# Work instructions
Go through the records line by line from the top and repeat each one exactly, ending with the line that contains "Some(item) if item.is_visible_to(draft_access(rc))".

[[ Exercise material, beginning ]]

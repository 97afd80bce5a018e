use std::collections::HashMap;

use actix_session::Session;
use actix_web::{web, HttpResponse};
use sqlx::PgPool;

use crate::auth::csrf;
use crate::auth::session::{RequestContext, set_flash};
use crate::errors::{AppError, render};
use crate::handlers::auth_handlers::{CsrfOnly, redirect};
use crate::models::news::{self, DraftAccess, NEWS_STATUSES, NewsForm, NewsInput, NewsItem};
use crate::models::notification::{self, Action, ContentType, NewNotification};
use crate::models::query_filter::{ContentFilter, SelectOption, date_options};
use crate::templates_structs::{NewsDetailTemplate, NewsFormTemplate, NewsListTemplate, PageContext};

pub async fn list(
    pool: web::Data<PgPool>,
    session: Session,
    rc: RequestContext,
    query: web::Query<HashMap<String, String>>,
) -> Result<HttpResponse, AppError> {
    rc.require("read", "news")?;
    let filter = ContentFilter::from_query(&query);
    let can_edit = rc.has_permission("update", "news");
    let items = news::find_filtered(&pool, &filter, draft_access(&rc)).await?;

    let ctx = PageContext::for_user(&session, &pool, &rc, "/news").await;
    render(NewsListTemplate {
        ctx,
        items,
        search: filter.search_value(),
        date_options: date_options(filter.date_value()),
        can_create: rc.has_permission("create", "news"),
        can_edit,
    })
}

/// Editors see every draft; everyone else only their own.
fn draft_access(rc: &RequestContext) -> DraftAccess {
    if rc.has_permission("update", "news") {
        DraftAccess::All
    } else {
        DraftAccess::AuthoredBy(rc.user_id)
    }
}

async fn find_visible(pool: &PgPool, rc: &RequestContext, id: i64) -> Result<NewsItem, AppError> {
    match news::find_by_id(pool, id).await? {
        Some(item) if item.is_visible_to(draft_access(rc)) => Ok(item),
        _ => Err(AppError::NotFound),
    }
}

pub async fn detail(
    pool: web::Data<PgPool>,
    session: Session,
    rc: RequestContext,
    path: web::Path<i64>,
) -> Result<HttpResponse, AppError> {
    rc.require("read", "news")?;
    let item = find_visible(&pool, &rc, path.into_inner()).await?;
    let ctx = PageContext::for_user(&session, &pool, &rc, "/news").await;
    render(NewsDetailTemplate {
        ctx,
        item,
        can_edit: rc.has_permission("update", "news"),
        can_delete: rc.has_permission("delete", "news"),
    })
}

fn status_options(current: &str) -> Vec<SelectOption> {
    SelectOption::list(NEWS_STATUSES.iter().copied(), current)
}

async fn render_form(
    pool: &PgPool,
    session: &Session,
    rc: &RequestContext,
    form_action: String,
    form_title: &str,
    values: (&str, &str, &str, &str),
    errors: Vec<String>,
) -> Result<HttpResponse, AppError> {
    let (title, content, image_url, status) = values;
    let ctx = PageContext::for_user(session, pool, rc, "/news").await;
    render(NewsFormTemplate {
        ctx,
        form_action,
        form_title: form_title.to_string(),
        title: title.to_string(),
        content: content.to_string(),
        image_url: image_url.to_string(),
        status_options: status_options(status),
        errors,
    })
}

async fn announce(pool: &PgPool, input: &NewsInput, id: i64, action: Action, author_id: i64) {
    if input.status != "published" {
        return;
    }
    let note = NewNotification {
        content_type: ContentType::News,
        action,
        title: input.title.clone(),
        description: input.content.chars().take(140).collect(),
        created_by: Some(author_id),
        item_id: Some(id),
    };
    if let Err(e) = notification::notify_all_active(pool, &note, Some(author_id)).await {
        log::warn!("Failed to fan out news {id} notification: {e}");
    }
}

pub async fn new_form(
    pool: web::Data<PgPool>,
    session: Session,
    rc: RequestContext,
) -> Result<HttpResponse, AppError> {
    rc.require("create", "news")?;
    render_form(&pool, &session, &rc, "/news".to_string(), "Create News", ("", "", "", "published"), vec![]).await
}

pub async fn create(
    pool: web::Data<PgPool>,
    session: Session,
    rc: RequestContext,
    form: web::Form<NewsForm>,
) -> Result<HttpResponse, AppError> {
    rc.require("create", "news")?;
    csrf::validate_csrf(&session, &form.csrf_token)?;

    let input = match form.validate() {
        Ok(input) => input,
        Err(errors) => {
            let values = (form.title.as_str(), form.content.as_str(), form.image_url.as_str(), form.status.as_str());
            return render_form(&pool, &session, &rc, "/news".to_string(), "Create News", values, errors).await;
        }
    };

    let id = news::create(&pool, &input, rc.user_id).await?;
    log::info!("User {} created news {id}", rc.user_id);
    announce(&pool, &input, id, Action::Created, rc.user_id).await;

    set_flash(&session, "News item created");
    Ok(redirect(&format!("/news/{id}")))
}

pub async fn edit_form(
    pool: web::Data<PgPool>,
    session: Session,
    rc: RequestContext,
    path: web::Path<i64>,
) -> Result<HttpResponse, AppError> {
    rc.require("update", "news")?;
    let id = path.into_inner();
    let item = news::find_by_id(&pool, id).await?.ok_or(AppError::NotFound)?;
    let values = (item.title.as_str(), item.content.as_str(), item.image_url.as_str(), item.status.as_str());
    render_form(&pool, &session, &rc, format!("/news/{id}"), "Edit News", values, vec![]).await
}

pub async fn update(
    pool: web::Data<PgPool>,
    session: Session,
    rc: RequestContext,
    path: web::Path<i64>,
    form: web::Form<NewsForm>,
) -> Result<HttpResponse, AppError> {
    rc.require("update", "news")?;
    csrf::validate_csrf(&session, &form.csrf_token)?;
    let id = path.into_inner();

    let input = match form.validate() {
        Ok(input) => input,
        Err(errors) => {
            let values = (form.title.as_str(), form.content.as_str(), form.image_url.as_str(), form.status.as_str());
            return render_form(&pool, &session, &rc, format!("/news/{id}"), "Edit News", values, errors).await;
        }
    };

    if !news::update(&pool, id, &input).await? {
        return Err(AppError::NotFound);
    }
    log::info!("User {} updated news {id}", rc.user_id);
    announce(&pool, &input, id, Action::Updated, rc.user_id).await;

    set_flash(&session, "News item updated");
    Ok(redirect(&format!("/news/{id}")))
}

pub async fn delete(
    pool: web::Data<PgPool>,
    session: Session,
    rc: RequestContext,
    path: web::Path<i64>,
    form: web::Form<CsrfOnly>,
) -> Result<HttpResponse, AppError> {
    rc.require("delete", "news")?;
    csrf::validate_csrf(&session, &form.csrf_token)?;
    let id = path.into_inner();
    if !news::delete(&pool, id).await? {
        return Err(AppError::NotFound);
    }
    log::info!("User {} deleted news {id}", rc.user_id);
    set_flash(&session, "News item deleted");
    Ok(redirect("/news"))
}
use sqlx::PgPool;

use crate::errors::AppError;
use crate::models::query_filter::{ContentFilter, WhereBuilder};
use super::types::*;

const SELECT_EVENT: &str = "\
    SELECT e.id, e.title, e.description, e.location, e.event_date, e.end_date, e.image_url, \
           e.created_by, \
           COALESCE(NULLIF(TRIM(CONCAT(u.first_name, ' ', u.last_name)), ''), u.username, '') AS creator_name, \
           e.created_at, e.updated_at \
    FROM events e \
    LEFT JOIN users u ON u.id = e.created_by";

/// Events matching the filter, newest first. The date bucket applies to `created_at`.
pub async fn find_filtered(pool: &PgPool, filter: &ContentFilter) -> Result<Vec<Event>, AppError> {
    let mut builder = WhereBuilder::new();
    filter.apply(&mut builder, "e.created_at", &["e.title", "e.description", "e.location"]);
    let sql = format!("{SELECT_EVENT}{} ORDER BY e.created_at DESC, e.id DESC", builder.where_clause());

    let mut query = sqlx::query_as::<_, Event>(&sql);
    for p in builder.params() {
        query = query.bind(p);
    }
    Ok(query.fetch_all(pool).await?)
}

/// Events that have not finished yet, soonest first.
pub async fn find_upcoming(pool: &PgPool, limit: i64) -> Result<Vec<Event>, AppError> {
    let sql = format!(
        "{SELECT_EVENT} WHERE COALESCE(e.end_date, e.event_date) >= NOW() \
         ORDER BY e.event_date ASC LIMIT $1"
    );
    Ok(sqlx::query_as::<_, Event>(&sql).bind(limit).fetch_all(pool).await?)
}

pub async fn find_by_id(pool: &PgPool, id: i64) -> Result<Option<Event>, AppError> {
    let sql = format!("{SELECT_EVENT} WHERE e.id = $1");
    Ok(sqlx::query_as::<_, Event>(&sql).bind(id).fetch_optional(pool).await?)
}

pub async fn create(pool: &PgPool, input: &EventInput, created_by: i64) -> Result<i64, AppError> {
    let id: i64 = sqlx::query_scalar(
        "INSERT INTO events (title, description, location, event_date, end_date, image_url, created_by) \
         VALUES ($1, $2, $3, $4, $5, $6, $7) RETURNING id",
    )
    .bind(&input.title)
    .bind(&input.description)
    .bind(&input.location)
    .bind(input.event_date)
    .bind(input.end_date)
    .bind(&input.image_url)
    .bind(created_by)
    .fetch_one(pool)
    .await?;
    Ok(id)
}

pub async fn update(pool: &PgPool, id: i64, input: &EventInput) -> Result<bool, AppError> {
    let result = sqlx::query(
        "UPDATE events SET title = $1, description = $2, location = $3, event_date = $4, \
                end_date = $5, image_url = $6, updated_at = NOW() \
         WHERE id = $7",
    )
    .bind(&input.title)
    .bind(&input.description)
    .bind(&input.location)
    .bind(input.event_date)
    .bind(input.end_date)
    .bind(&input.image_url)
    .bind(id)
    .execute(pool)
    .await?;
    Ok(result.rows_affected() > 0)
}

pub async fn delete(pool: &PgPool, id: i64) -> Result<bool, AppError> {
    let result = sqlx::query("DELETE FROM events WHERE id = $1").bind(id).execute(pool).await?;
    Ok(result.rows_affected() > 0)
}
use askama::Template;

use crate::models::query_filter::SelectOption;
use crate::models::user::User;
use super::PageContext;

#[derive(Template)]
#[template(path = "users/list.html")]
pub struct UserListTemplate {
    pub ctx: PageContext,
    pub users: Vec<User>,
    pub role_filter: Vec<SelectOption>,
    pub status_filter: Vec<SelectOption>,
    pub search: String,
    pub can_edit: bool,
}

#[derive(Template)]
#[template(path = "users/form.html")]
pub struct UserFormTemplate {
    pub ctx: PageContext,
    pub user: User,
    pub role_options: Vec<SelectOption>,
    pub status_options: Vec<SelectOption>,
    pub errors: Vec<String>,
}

[[ Exercise material, end ]]

# Your solution
repository 97afd80bce5a018e
use std::collections::HashMap;

use actix_session::Session;
use actix_web::{web, HttpResponse};
use sqlx::PgPool;

use crate::auth::csrf;
use crate::auth::session::{RequestContext, set_flash};
use crate::errors::{AppError, render};
use crate::handlers::auth_handlers::{CsrfOnly, redirect};
use crate::models::news::{self, DraftAccess, NEWS_STATUSES, NewsForm, NewsInput, NewsItem};
use crate::models::notification::{self, Action, ContentType, NewNotification};
use crate::models::query_filter::{ContentFilter, SelectOption, date_options};
use crate::templates_structs::{NewsDetailTemplate, NewsFormTemplate, NewsListTemplate, PageContext};

pub async fn list(
    pool: web::Data<PgPool>,
    session: Session,
    rc: RequestContext,
    query: web::Query<HashMap<String, String>>,
) -> Result<HttpResponse, AppError> {
    rc.require("read", "news")?;
    let filter = ContentFilter::from_query(&query);
    let can_edit = rc.has_permission("update", "news");
    let items = news::find_filtered(&pool, &filter, draft_access(&rc)).await?;

    let ctx = PageContext::for_user(&session, &pool, &rc, "/news").await;
    render(NewsListTemplate {
        ctx,
        items,
        search: filter.search_value(),
        date_options: date_options(filter.date_value()),
        can_create: rc.has_permission("create", "news"),
        can_edit,
    })
}

/// Editors see every draft; everyone else only their own.
fn draft_access(rc: &RequestContext) -> DraftAccess {
    if rc.has_permission("update", "news") {
        DraftAccess::All
    } else {
        DraftAccess::AuthoredBy(rc.user_id)
    }
}

async fn find_visible(pool: &PgPool, rc: &RequestContext, id: i64) -> Result<NewsItem, AppError> {
    match news::find_by_id(pool, id).await? {
        Some(item) if item.is_visible_to(draft_access(rc)) => Ok(item),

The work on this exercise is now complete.